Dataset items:
§
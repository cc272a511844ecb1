// Copyright 2025 the Understory Authors
// SPDX-License-Identifier: Apache-2.0 OR MIT

//! Error types for raster operations and surface pools.

use core::fmt;

/// Error returned by a [`SurfacePool`](crate::SurfacePool) that cannot hand
/// out a surface.
#[derive(Copy, Clone, Debug, PartialEq, Eq)]
pub enum PoolError {
    /// The pool refused to provide a surface of the requested size, either
    /// because a limit was reached or because allocation failed.
    Exhausted {
        /// Requested width in pixels.
        width: u32,
        /// Requested height in pixels.
        height: u32,
    },
}

impl fmt::Display for PoolError {
    fn fmt(&self, f: &mut fmt::Formatter<'_>) -> fmt::Result {
        match self {
            Self::Exhausted { width, height } => {
                write!(f, "surface pool cannot provide a {width}x{height} surface")
            }
        }
    }
}

impl core::error::Error for PoolError {}

/// Error returned by [`Raster`](crate::Raster) operations.
#[derive(Copy, Clone, Debug, PartialEq, Eq)]
pub enum RasterError {
    /// The construction source has no usable pixel shape: a zero dimension,
    /// a buffer whose length does not match its dimensions, or an image
    /// format that cannot be converted to straight RGBA8.
    InvalidSource,
    /// A surface was requested with a zero dimension.
    InvalidSize {
        /// Requested width in pixels.
        width: u32,
        /// Requested height in pixels.
        height: u32,
    },
    /// The operation writes pixels, but the raster is backed by an immutable
    /// image. Call [`Raster::canvas`](crate::Raster::canvas) first.
    NoDrawableSurface,
    /// The surface pool could not provide a surface.
    ResourceExhausted {
        /// Requested width in pixels.
        width: u32,
        /// Requested height in pixels.
        height: u32,
    },
}

impl fmt::Display for RasterError {
    fn fmt(&self, f: &mut fmt::Formatter<'_>) -> fmt::Result {
        match self {
            Self::InvalidSource => f.write_str("raster source is neither a valid image nor surface"),
            Self::InvalidSize { width, height } => {
                write!(f, "invalid raster size {width}x{height}")
            }
            Self::NoDrawableSurface => f.write_str("raster has no drawable surface"),
            Self::ResourceExhausted { width, height } => {
                write!(f, "no surface available for a {width}x{height} raster buffer")
            }
        }
    }
}

impl core::error::Error for RasterError {}

impl From<PoolError> for RasterError {
    fn from(err: PoolError) -> Self {
        match err {
            PoolError::Exhausted { width, height } => Self::ResourceExhausted { width, height },
        }
    }
}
§
Task directions:
The answer must be all the lines above that hold the word "match".

Answer area:
        match self {
    /// a buffer whose length does not match its dimensions, or an image
        match self {
        match err {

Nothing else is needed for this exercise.